▸ Exercise objective: Go through the records and write each one out again exactly.

** Listed records follows **

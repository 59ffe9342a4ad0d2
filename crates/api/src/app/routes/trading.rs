use std::sync::Arc;

use axum::{
    Json,
    extract::{Extension, Query},
    http::StatusCode,
    response::IntoResponse,
};
use serde_json::json;

use crate::app::services::AppServices;
use crate::app::{dto, errors};
use crate::context::CallerContext;

pub async fn buy(
    Extension(services): Extension<Arc<AppServices>>,
    Extension(caller): Extension<CallerContext>,
    Json(body): Json<dto::ValueRequest>,
) -> axum::response::Response {
    match services.ledger.buy(caller.account(), body.value) {
        Ok(minted) => (StatusCode::OK, Json(json!({ "minted": minted.to_string() }))).into_response(),
        Err(e) => errors::dispatch_error_to_response(e),
    }
}

pub async fn sell(
    Extension(services): Extension<Arc<AppServices>>,
    Extension(caller): Extension<CallerContext>,
    Json(body): Json<dto::SellRequest>,
) -> axum::response::Response {
    match services.ledger.sell(caller.account(), body.amount) {
        Ok(payout) => (StatusCode::OK, Json(json!({ "payout": payout.to_string() }))).into_response(),
        Err(e) => errors::dispatch_error_to_response(e),
    }
}

pub async fn receive(
    Extension(services): Extension<Arc<AppServices>>,
    Extension(caller): Extension<CallerContext>,
    Json(body): Json<dto::ValueRequest>,
) -> axum::response::Response {
    match services.ledger.receive(caller.account(), body.value) {
        Ok(()) => StatusCode::NO_CONTENT.into_response(),
        Err(e) => errors::dispatch_error_to_response(e),
    }
}

pub async fn fallback(
    Extension(services): Extension<Arc<AppServices>>,
    Extension(caller): Extension<CallerContext>,
    Json(body): Json<dto::FallbackRequest>,
) -> axum::response::Response {
    let data = body.data.map(String::into_bytes).unwrap_or_default();
    match services.ledger.fallback(caller.account(), body.value, data) {
        Ok(()) => StatusCode::NO_CONTENT.into_response(),
        Err(e) => errors::dispatch_error_to_response(e),
    }
}

pub async fn quote_buy(
    Extension(services): Extension<Arc<AppServices>>,
    Query(params): Query<dto::QuoteBuyParams>,
) -> axum::response::Response {
    match services.ledger.quote_buy(params.value) {
        Ok(quote) => (StatusCode::OK, Json(dto::buy_quote_to_json(quote))).into_response(),
        Err(e) => errors::dispatch_error_to_response(e),
    }
}

pub async fn quote_sell(
    Extension(services): Extension<Arc<AppServices>>,
    Query(params): Query<dto::QuoteSellParams>,
) -> axum::response::Response {
    match services.ledger.quote_sell(params.amount) {
        Ok(quote) => (StatusCode::OK, Json(dto::sell_quote_to_json(quote))).into_response(),
        Err(e) => errors::dispatch_error_to_response(e),
    }
}
use axum::http::StatusCode;
use axum::response::IntoResponse;
use serde_json::json;

use curvebook_core::LedgerError;
use curvebook_infra::DispatchError;

pub fn dispatch_error_to_response(err: DispatchError) -> axum::response::Response {
    let status = match &err {
        DispatchError::Rejected(e) => ledger_error_status(e),
        DispatchError::DepositFailed { .. } => StatusCode::PAYMENT_REQUIRED,
        DispatchError::PayoutFailed { .. } => StatusCode::BAD_GATEWAY,
        DispatchError::Reentrancy { .. } => StatusCode::CONFLICT,
        DispatchError::Poisoned => StatusCode::INTERNAL_SERVER_ERROR,
    };
    json_error(status, err.code(), err.to_string())
}

fn ledger_error_status(err: &LedgerError) -> StatusCode {
    match err {
        LedgerError::ZeroDeposit
        | LedgerError::ZeroAmount
        | LedgerError::DepositTooSmall
        | LedgerError::TransferToNullIdentity => StatusCode::BAD_REQUEST,
        LedgerError::InsufficientBalance { .. }
        | LedgerError::AllowanceExceeded { .. }
        | LedgerError::ReserveExhausted { .. } => StatusCode::CONFLICT,
        LedgerError::InvalidPrice | LedgerError::ArithmeticOverflow | LedgerError::InvalidCurve(_) => {
            StatusCode::UNPROCESSABLE_ENTITY
        }
    }
}

pub fn json_error(
    status: StatusCode,
    code: &'static str,
    message: impl Into<String>,
) -> axum::response::Response {
    (
        status,
        axum::Json(json!({
            "error": code,
            "message": message.into(),
        })),
    )
        .into_response()
}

** End of Listed records **

▸ Completed task:
repository 59ffe9342a4ad0d2
filename crates/api/src/app/routes/trading.rs
use std::sync::Arc;

use axum::{
    Json,
    extract::{Extension, Query},
    http::StatusCode,
    response::IntoResponse,
};
use serde_json::json;

use crate::app::services::AppServices;
use crate::app::{dto, errors};
use crate::context::CallerContext;

pub async fn buy(
    Extension(services): Extension<Arc<AppServices>>,
    Extension(caller): Extension<CallerContext>,
    Json(body): Json<dto::ValueRequest>,
) -> axum::response::Response {
    match services.ledger.buy(caller.account(), body.value) {
        Ok(minted) => (StatusCode::OK, Json(json!({ "minted": minted.to_string() }))).into_response(),
        Err(e) => errors::dispatch_error_to_response(e),
    }
}

pub async fn sell(
    Extension(services): Extension<Arc<AppServices>>,
    Extension(caller): Extension<CallerContext>,
    Json(body): Json<dto::SellRequest>,
) -> axum::response::Response {
    match services.ledger.sell(caller.account(), body.amount) {
        Ok(payout) => (StatusCode::OK, Json(json!({ "payout": payout.to_string() }))).into_response(),
        Err(e) => errors::dispatch_error_to_response(e),
    }
}

pub async fn receive(
    Extension(services): Extension<Arc<AppServices>>,
    Extension(caller): Extension<CallerContext>,
    Json(body): Json<dto::ValueRequest>,
) -> axum::response::Response {
    match services.ledger.receive(caller.account(), body.value) {
        Ok(()) => StatusCode::NO_CONTENT.into_response(),
        Err(e) => errors::dispatch_error_to_response(e),
    }
}

pub async fn fallback(
    Extension(services): Extension<Arc<AppServices>>,
    Extension(caller): Extension<CallerContext>,
    Json(body): Json<dto::FallbackRequest>,
) -> axum::response::Response {
    let data = body.data.map(String::into_bytes).unwrap_or_default();
    match services.ledger.fallback(caller.account(), body.value, data) {
        Ok(()) => StatusCode::NO_CONTENT.into_response(),
        Err(e) => errors::dispatch_error_to_response(e),
    }
}

pub async fn quote_buy(
    Extension(services): Extension<Arc<AppServices>>,
    Query(params): Query<dto::QuoteBuyParams>,
) -> axum::response::Response {
    match services.ledger.quote_buy(params.value) {
        Ok(quote) => (StatusCode::OK, Json(dto::buy_quote_to_json(quote))).into_response(),
        Err(e) => errors::dispatch_error_to_response(e),
    }
}

pub async fn quote_sell(
    Extension(services): Extension<Arc<AppServices>>,
    Query(params): Query<dto::QuoteSellParams>,
) -> axum::response::Response {
    match services.ledger.quote_sell(params.amount) {
        Ok(quote) => (StatusCode::OK, Json(dto::sell_quote_to_json(quote))).into_response(),
        Err(e) => errors::dispatch_error_to_response(e),
    }
}
use axum::http::StatusCode;
use axum::response::IntoResponse;
use serde_json::json;

use curvebook_core::LedgerError;
use curvebook_infra::DispatchError;

pub fn dispatch_error_to_response(err: DispatchError) -> axum::response::Response {
    let status = match &err {
        DispatchError::Rejected(e) => ledger_error_status(e),
        DispatchError::DepositFailed { .. } => StatusCode::PAYMENT_REQUIRED,
        DispatchError::PayoutFailed { .. } => StatusCode::BAD_GATEWAY,
        DispatchError::Reentrancy { .. } => StatusCode::CONFLICT,
        DispatchError::Poisoned => StatusCode::INTERNAL_SERVER_ERROR,
    };
    json_error(status, err.code(), err.to_string())
}

fn ledger_error_status(err: &LedgerError) -> StatusCode {
    match err {
        LedgerError::ZeroDeposit
        | LedgerError::ZeroAmount
        | LedgerError::DepositTooSmall
        | LedgerError::TransferToNullIdentity => StatusCode::BAD_REQUEST,
        LedgerError::InsufficientBalance { .. }
        | LedgerError::AllowanceExceeded { .. }
        | LedgerError::ReserveExhausted { .. } => StatusCode::CONFLICT,
        LedgerError::InvalidPrice | LedgerError::ArithmeticOverflow | LedgerError::InvalidCurve(_) => {
            StatusCode::UNPROCESSABLE_ENTITY
        }
    }
}

pub fn json_error(
    status: StatusCode,
    code: &'static str,
    message: impl Into<String>,
) -> axum::response::Response {
    (
        status,
        axum::Json(json!({
            "error": code,
            "message": message.into(),
        })),
    )
        .into_response()
}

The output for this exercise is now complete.